Cheng Yan sentiu que alguém o chamava.
— Alteza, acorde...
Ele virou o rosto, mas a voz não desapareceu; pelo contrário, tornava-se cada vez mais alta. Sentiu que alguém estendia a mão e puxava suavemente sua manga.
— Alteza, príncipe!
Cheng Yan abriu os olhos de repente.

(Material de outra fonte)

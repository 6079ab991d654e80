//! Bounded chunking of an inbound byte stream
//!
//! The reader only pulls from its source when the caller asks for the next
//! chunk, so a caller that finishes handing off one chunk before asking for
//! the next one gets backpressure for free: the source is never read ahead of
//! dispatch by more than one chunk.

use crate::types::MAX_CHUNK_SIZE;
use bytes::{Bytes, BytesMut};
use futures::{Stream, StreamExt};
use std::fmt;
use thiserror::Error;

/// Errors from the inbound byte stream
#[derive(Debug, Clone, Error)]
pub enum ChunkError {
    #[error("Source stream failed: {0}")]
    Source(String),
}

/// One bounded slice of the source, tagged with its 1-based part number
#[derive(Clone, PartialEq, Eq)]
pub struct Chunk {
    pub part_number: u32,
    pub data: Bytes,
}

impl Chunk {
    pub fn len(&self) -> usize {
        self.data.len()
    }

    pub fn is_empty(&self) -> bool {
        self.data.is_empty()
    }
}

impl fmt::Debug for Chunk {
    fn fmt(&self, f: &mut fmt::Formatter<'_>) -> fmt::Result {
        f.debug_struct("Chunk")
            .field("part_number", &self.part_number)
            .field("len", &self.data.len())
            .finish()
    }
}

/// Splits a byte stream into chunks of at most `max_chunk_size` bytes.
///
/// Every chunk but the last is exactly `max_chunk_size` bytes long. The
/// sequence is single-pass: once the source ends (or fails) the reader is
/// fused and never yields again, even if the source would.
pub struct ChunkReader<S> {
    source: S,
    buffer: BytesMut,
    max_chunk_size: usize,
    chunks_read: u32,
    bytes_read: u64,
    source_done: bool,
}

impl<S, E> ChunkReader<S>
where
    S: Stream<Item = Result<Bytes, E>> + Unpin,
    E: fmt::Display,
{
    pub fn new(source: S) -> Self {
        Self::with_max_chunk_size(source, MAX_CHUNK_SIZE)
    }

    pub(crate) fn with_max_chunk_size(source: S, max_chunk_size: usize) -> Self {
        Self {
            source,
            buffer: BytesMut::new(),
            max_chunk_size: max_chunk_size.max(1),
            chunks_read: 0,
            bytes_read: 0,
            source_done: false,
        }
    }

    /// Pull the next chunk. `Ok(None)` means end of stream.
    pub async fn next_chunk(&mut self) -> Result<Option<Chunk>, ChunkError> {
        while !self.source_done && self.buffer.len() < self.max_chunk_size {
            match self.source.next().await {
                Some(Ok(bytes)) => self.buffer.extend_from_slice(&bytes),
                Some(Err(e)) => {
                    self.source_done = true;
                    self.buffer.clear();
                    return Err(ChunkError::Source(e.to_string()));
                }
                None => self.source_done = true,
            }
        }

        if self.buffer.is_empty() {
            return Ok(None);
        }

        let take = self.buffer.len().min(self.max_chunk_size);
        let data = self.buffer.split_to(take).freeze();
        self.chunks_read += 1;
        self.bytes_read += data.len() as u64;

        Ok(Some(Chunk {
            part_number: self.chunks_read,
            data,
        }))
    }

    pub fn chunks_read(&self) -> u32 {
        self.chunks_read
    }

    pub fn bytes_read(&self) -> u64 {
        self.bytes_read
    }

    /// True once the source has ended and every buffered byte was handed out.
    pub fn is_finished(&self) -> bool {
        self.source_done && self.buffer.is_empty()
    }
}
//! Upload API error types and JSON error responses

use crate::coordinator::UploadError;
use crate::storage::TransportError;
use axum::http::StatusCode;
use axum::response::{IntoResponse, Response};
use axum::Json;
use thiserror::Error;

/// Errors returned to HTTP clients
#[derive(Debug, Error)]
pub enum ApiError {
    #[error("MalformedForm: {0}")]
    MalformedForm(String),

    #[error("MissingFile: The request did not contain a file field.")]
    MissingFile,

    #[error("InvalidKey: {0}")]
    InvalidKey(String),

    #[error("EntityTooLarge: Upload of {size} bytes exceeds the maximum of {max} bytes.")]
    EntityTooLarge { size: u64, max: u64 },

    #[error("BackendError: {0}")]
    BackendError(String),

    #[error("InternalError: We encountered an internal error. Please try again.")]
    InternalError(String),
}

impl ApiError {
    /// Get the error code
    pub fn code(&self) -> &'static str {
        match self {
            ApiError::MalformedForm(_) => "MalformedForm",
            ApiError::MissingFile => "MissingFile",
            ApiError::InvalidKey(_) => "InvalidKey",
            ApiError::EntityTooLarge { .. } => "EntityTooLarge",
            ApiError::BackendError(_) => "BackendError",
            ApiError::InternalError(_) => "InternalError",
        }
    }

    /// Get the HTTP status code
    pub fn status_code(&self) -> StatusCode {
        match self {
            ApiError::MalformedForm(_) => StatusCode::BAD_REQUEST,
            ApiError::MissingFile => StatusCode::BAD_REQUEST,
            ApiError::InvalidKey(_) => StatusCode::BAD_REQUEST,
            ApiError::EntityTooLarge { .. } => StatusCode::PAYLOAD_TOO_LARGE,
            ApiError::BackendError(_) => StatusCode::BAD_GATEWAY,
            ApiError::InternalError(_) => StatusCode::INTERNAL_SERVER_ERROR,
        }
    }
}

impl IntoResponse for ApiError {
    fn into_response(self) -> Response {
        let body = serde_json::json!({
            "code": self.code(),
            "message": self.to_string(),
        });
        (self.status_code(), Json(body)).into_response()
    }
}

impl From<TransportError> for ApiError {
    fn from(err: TransportError) -> Self {
        ApiError::BackendError(err.to_string())
    }
}

impl From<UploadError> for ApiError {
    fn from(err: UploadError) -> Self {
        match err {
            UploadError::Source(msg) => ApiError::MalformedForm(msg),
            UploadError::TooLarge { size, max } => ApiError::EntityTooLarge { size, max },
            UploadError::InvalidKey(e) => ApiError::InvalidKey(e.to_string()),
            UploadError::Internal(msg) => ApiError::InternalError(msg),
            other @ (UploadError::SessionStart(_)
            | UploadError::PartUpload { .. }
            | UploadError::Finalize(_)) => ApiError::BackendError(other.to_string()),
        }
    }
}
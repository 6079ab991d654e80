//! partrelay - streams multipart-form file uploads into S3 multipart uploads
//!
//! Incoming files are split into bounded chunks, each chunk is uploaded as an
//! independent part while the next one is read, and the remote object is only
//! completed once every part has been acknowledged.

pub mod api;
pub mod chunk;
pub mod config;
pub mod coordinator;
pub mod storage;
pub mod types;
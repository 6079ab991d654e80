//! POST /upload: relays each file field of a multipart form.

use super::{declared_size, AppState};
use crate::api::ApiError;
use crate::coordinator::{relay_file, IncomingFile};
use crate::types::FinalUploadInfo;
use axum::extract::{Multipart, State};
use axum::Json;
use std::sync::Arc;
use tracing::{debug, instrument};

/// Text field carrying the JSON metadata for the files that follow it
pub const METADATA_FIELD: &str = "metadata";

/// Stream every file field straight to the transport, in form order.
///
/// Metadata comes from the most recent `metadata` text field. Without one,
/// the file field's own name is taken as the metadata string, which is how
/// older clients encode it.
#[instrument(skip(state, multipart))]
pub async fn upload_files(
    State(state): State<Arc<AppState>>,
    mut multipart: Multipart,
) -> Result<Json<Vec<FinalUploadInfo>>, ApiError> {
    let mut metadata: Option<String> = None;
    let mut uploaded = Vec::new();

    while let Some(field) = multipart
        .next_field()
        .await
        .map_err(|e| ApiError::MalformedForm(e.body_text()))?
    {
        let Some(filename) = field.file_name().map(str::to_string) else {
            if field.name() == Some(METADATA_FIELD) {
                let text = field
                    .text()
                    .await
                    .map_err(|e| ApiError::MalformedForm(e.body_text()))?;
                metadata = Some(text);
            } else {
                debug!("Ignoring form field {:?}", field.name());
            }
            continue;
        };

        let raw_metadata = metadata
            .clone()
            .or_else(|| field.name().map(str::to_string))
            .unwrap_or_default();
        let declared_size = declared_size(field.headers());

        let file = IncomingFile {
            stream: Box::pin(field),
            original_filename: filename,
            declared_size,
            metadata: raw_metadata,
        };
        let info = relay_file(Arc::clone(&state.transport), &state.settings, file).await?;
        uploaded.push(info);
    }

    if uploaded.is_empty() {
        return Err(ApiError::MissingFile);
    }
    Ok(Json(uploaded))
}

A tela familiar sumira, a mesa de trabalho não estava mais ali, nem a parede forrada de post-its. Em seu lugar, um cenário estranho: casas de tijolos baixas, uma praça circular apinhada de gente e, no centro, uma forca em formato de portal. Ele estava sentado numa plataforma elevada em frente à praça; sob si, não havia uma confortável cadeira giratória, mas sim uma fria e dura cadeira de ferro. Ao seu redor, sentavam-se várias pessoas, todas com os olhos cravados nele. Entre elas, algumas mulheres vestidas como damas da nobreza medieval riam por trás das mãos.
Que lugar era aquele? Não deveria estar correndo para entregar os desenhos? A mente de Cheng Yan estava confusa. Três dias seguidos de trabalho extra haviam levado seu corpo e espírito ao limite; só se lembrava de, já exausto, com o coração disparando irregularmente, deitar-se sobre a mesa para descansar um pouco...
— Alteza, por favor, anuncie o veredito.
Quem falava era justamente o sujeito que lhe puxara a manga. Tinha feições envelhecidas, por volta de cinquenta ou sessenta anos, vestia um manto branco e, à primeira vista, lembrava Gandalf de O Senhor dos Anéis.
Estaria sonhando? Cheng Yan umedeceu os lábios secos. Veredito, que veredito?